High Satisfaction Yet Decreased Activity 4 Years After Transphyseal ACL Reconstruction.

Schmale GA, Kweon C, Larson RV, Bompadre V.
Clin Orthop Relat Res. 2014 Jul;472(7):2168-74. doi: 10.1007/s11999-014-3561-6. Epub 2014 Mar 15.

UW Orthopaedics and Sports Medicine faculty members performed a retrospective review of 29 patients who underwent transphyseal ACL reconstruction using soft tissue grafts passed through open physes and followed to skeletal maturity, and at least 2 years from their index surgery, who were invited and returned for a study interview and examination. Pre- and postinjury activity levels were assessed via the Tegner activity score, satisfaction was determined using a 10-point Likert scale, function was assessed via the Lysholm score and IKDC grade, and an open-ended questionnaire was used for explanations of changes in activity levels. Reoperations were classified as major or minor, determined from a review of the medical records conducted after interview and examination.

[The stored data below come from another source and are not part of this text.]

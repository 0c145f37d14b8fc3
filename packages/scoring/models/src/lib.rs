#![cfg_attr(feature = "fail-on-warnings", deny(warnings))]
#![warn(clippy::all, clippy::pedantic, clippy::nursery, clippy::cargo)]
#![allow(clippy::multiple_crate_versions)]

//! Beach, drift snapshot, and risk score types.
//!
//! These types are shared by the scoring engine, the `SQLite` store, and
//! the CLI. Beaches and thresholds are static reference data loaded from a
//! catalog; drift snapshots are written by the external drift simulation;
//! score rows are produced by the batch score computer and never updated.

use serde::{Deserialize, Serialize};
use strum_macros::{AsRefStr, Display, EnumString};

/// Default bandwidth of the regional Gaussian kernel, in kilometers.
pub const DEFAULT_REGIONAL_SIGMA_KM: f64 = 50.0;

/// Default forecast horizons scored by each batch, in days.
pub const DEFAULT_DAY_OFFSETS: &[u32] = &[0, 1, 2, 3];

/// Default `regional_score` at or above which the risk is [`RiskLevel::Low`].
///
/// Calibration: one particle at 50 km scores about 8.7 once extrapolated.
pub const DEFAULT_LOW_THRESHOLD: f64 = 5.0;

/// Default `regional_score` at or above which the risk is
/// [`RiskLevel::Medium`].
///
/// Calibration: five particles at 50 km score about 43.
pub const DEFAULT_MEDIUM_THRESHOLD: f64 = 25.0;

/// Default `regional_score` at or above which the risk is [`RiskLevel::High`].
///
/// Calibration: ten particles at 50 km score about 87.
pub const DEFAULT_HIGH_THRESHOLD: f64 = 75.0;

/// A coastal site with a circular catchment around its centroid.
#[derive(Debug, Clone, PartialEq, Serialize, Deserialize)]
pub struct Beach {
    /// Unique beach name.
    pub name: String,
    /// Centroid latitude (WGS84).
    pub lat: f64,
    /// Centroid longitude (WGS84).
    pub lon: f64,
    /// Radius within which a particle is considered likely to strand.
    pub radius_km: f64,
}

impl Beach {
    /// Creates a new beach definition.
    #[must_use]
    pub fn new(name: impl Into<String>, lat: f64, lon: f64, radius_km: f64) -> Self {
        Self {
            name: name.into(),
            lat,
            lon,
            radius_km,
        }
    }
}

/// Ordinal stranding risk, derived from the regional score.
#[derive(
    Debug,
    Clone,
    Copy,
    PartialEq,
    Eq,
    PartialOrd,
    Ord,
    Hash,
    Serialize,
    Deserialize,
    Display,
    EnumString,
    AsRefStr,
)]
#[serde(rename_all = "lowercase")]
#[strum(serialize_all = "lowercase")]
pub enum RiskLevel {
    /// No approaching mass worth reporting
    None,
    /// A thin or distant mass
    Low,
    /// A sizeable mass within regional range
    Medium,
    /// A dense mass close to the coast
    High,
}

impl RiskLevel {
    /// Returns the colored marker shown in reports.
    #[must_use]
    pub const fn icon(self) -> &'static str {
        match self {
            Self::None => "🟢",
            Self::Low => "🟡",
            Self::Medium => "🟠",
            Self::High => "🔴",
        }
    }

    /// Returns all variants of this enum, lowest risk first.
    #[must_use]
    pub const fn all() -> &'static [Self] {
        &[Self::None, Self::Low, Self::Medium, Self::High]
    }
}

/// Lower bounds of each non-`none` risk level on the regional score.
#[derive(Debug, Clone, Copy, PartialEq, Serialize, Deserialize)]
pub struct RiskThresholds {
    /// Lower bound of [`RiskLevel::Low`].
    pub low: f64,
    /// Lower bound of [`RiskLevel::Medium`].
    pub medium: f64,
    /// Lower bound of [`RiskLevel::High`].
    pub high: f64,
}

impl Default for RiskThresholds {
    fn default() -> Self {
        Self {
            low: DEFAULT_LOW_THRESHOLD,
            medium: DEFAULT_MEDIUM_THRESHOLD,
            high: DEFAULT_HIGH_THRESHOLD,
        }
    }
}

impl RiskThresholds {
    /// Whether the bounds are finite and non-decreasing (`low <= medium <= high`).
    #[must_use]
    pub fn is_ordered(&self) -> bool {
        [self.low, self.medium, self.high]
            .iter()
            .all(|v| v.is_finite())
            && self.low <= self.medium
            && self.medium <= self.high
    }
}

fn default_day_offsets() -> Vec<u32> {
    DEFAULT_DAY_OFFSETS.to_vec()
}

const fn default_regional_sigma_km() -> f64 {
    DEFAULT_REGIONAL_SIGMA_KM
}

/// Everything a scoring run needs besides the data itself.
///
/// Passed into the batch score computer at construction time so several
/// catalogs can be scored in the same process.
#[derive(Debug, Clone, PartialEq, Serialize, Deserialize)]
pub struct ScoringConfig {
    /// Display name of the catalog (e.g. the island).
    pub name: String,
    /// Forecast horizons to score, in days.
    #[serde(default = "default_day_offsets")]
    pub day_offsets: Vec<u32>,
    /// Bandwidth of the regional kernel, in kilometers.
    #[serde(default = "default_regional_sigma_km")]
    pub regional_sigma_km: f64,
    /// Risk level boundaries on the regional score.
    #[serde(default)]
    pub thresholds: RiskThresholds,
    /// Beaches to score.
    pub beaches: Vec<Beach>,
}

impl ScoringConfig {
    /// Creates a configuration with the default horizons, bandwidth, and
    /// thresholds.
    #[must_use]
    pub fn new(name: impl Into<String>, beaches: Vec<Beach>) -> Self {
        Self {
            name: name.into(),
            day_offsets: default_day_offsets(),
            regional_sigma_km: DEFAULT_REGIONAL_SIGMA_KM,
            thresholds: RiskThresholds::default(),
            beaches,
        }
    }
}

/// One daily snapshot of a drift simulation, as written by the collector.
#[derive(Debug, Clone, PartialEq, Serialize, Deserialize)]
pub struct DriftSnapshot {
    /// Batch key of the physical simulation.
    pub simulated_at: String,
    /// Forecast horizon in days.
    pub day_offset: u32,
    /// Particles seeded at t0.
    pub n_particles: i64,
    /// Fraction of seeded particles still active at this offset.
    pub active_fraction: f64,
    /// JSON array of `[lon, lat]` pairs (at most 500 entries).
    pub positions_json: Option<String>,
}

impl DriftSnapshot {
    /// Estimated number of particles still active at this offset.
    #[must_use]
    #[allow(clippy::cast_possible_truncation, clippy::cast_precision_loss)]
    pub fn n_active(&self) -> i64 {
        (self.n_particles as f64 * self.active_fraction).round() as i64
    }
}

/// A computed score row, ready to be persisted.
#[derive(Debug, Clone, PartialEq, Serialize, Deserialize)]
#[serde(rename_all = "camelCase")]
pub struct BeachRiskScore {
    /// Batch key (UTC, `%Y-%m-%dT%H:%M:%SZ`).
    pub computed_at: String,
    /// Simulation the scores were computed from.
    pub simulated_at: String,
    /// Beach name.
    pub beach_name: String,
    /// Beach centroid latitude.
    pub beach_lat: f64,
    /// Beach centroid longitude.
    pub beach_lon: f64,
    /// Beach catchment radius.
    pub radius_km: f64,
    /// Forecast horizon in days.
    pub day_offset: u32,
    /// Sample particles within the catchment (unscaled).
    pub sample_count: u32,
    /// Size of the stored position sample.
    pub n_sample: u32,
    /// Estimated active particles at this offset.
    pub n_active: i64,
    /// Particles seeded at t0.
    pub n_particles: i64,
    /// `sample_count` extrapolated to the active population.
    pub est_count: f64,
    /// Extrapolated Gaussian mass with bandwidth `radius_km`.
    pub local_score: f64,
    /// Extrapolated Gaussian mass with the regional bandwidth.
    pub regional_score: f64,
    /// Distance to the nearest sample particle, `None` for an empty sample.
    pub closest_km: Option<f64>,
    /// Estimated particles per square kilometer of catchment.
    pub density_km2: f64,
    /// Risk level derived from `regional_score`.
    pub risk_level: RiskLevel,
}

/// A score row as read back from storage.
///
/// Columns that were added after the first schema version are optional so
/// that batches written by older versions remain readable.
#[derive(Debug, Clone, PartialEq, Serialize, Deserialize)]
#[serde(rename_all = "camelCase")]
pub struct StoredBeachScore {
    /// Batch key.
    pub computed_at: String,
    /// Simulation the scores were computed from.
    pub simulated_at: String,
    /// Beach name.
    pub beach_name: String,
    /// Beach catchment radius.
    pub radius_km: f64,
    /// Forecast horizon in days.
    pub day_offset: u32,
    /// Sample particles within the catchment.
    pub sample_count: u32,
    /// Size of the stored position sample.
    pub n_sample: Option<u32>,
    /// Estimated active particles.
    pub n_active: Option<i64>,
    /// Particles seeded at t0.
    pub n_particles: Option<i64>,
    /// Extrapolated catchment count.
    pub est_count: Option<f64>,
    /// Near-field score.
    pub local_score: Option<f64>,
    /// Regional score.
    pub regional_score: Option<f64>,
    /// Distance to the nearest sample particle.
    pub closest_km: Option<f64>,
    /// Particles per square kilometer.
    pub density_km2: Option<f64>,
    /// Risk level, `None` if the stored label is not recognized.
    pub risk_level: Option<RiskLevel>,
}

impl From<BeachRiskScore> for StoredBeachScore {
    fn from(row: BeachRiskScore) -> Self {
        Self {
            computed_at: row.computed_at,
            simulated_at: row.simulated_at,
            beach_name: row.beach_name,
            radius_km: row.radius_km,
            day_offset: row.day_offset,
            sample_count: row.sample_count,
            n_sample: Some(row.n_sample),
            n_active: Some(row.n_active),
            n_particles: Some(row.n_particles),
            est_count: Some(row.est_count),
            local_score: Some(row.local_score),
            regional_score: Some(row.regional_score),
            closest_km: row.closest_km,
            density_km2: Some(row.density_km2),
            risk_level: Some(row.risk_level),
        }
    }
}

At a minimum follow up of 2 years (mean, 4 years; range, 2-8 years), four revision reconstructions and seven minor operations were performed for a reoperation rate of 11 of 29 (38%). Eight of 29 patients (28%) sustained contralateral ACL ruptures. The mean satisfaction score was 9 (range, 4-10) and mean Lysholm score was 91 (range, 61-100). Only 12 of 29 (41%) patients returned to and maintained their preinjury level of sport. High satisfaction correlated with return to prior level of sports, although there was no relationship between function and activity level. Reoperation on the index knee or contralateral ACL tear did not correlate with a change in activity level; rather, most patients who were less active indicated a change in interest with advancing age.

Despite high satisfaction and function, less than 50% of patients maintained their pre-injury level of play 4 years after ACL reconstruction. Satisfaction correlated significantly with knee function; highly satisfied patients were more likely to return to and maintain their prior level of participation in sports. Contributing factors to decreased activity include changes in lifestyle with increasing age. Reoperation did not correlate with lower activity scores or failure to return to sports.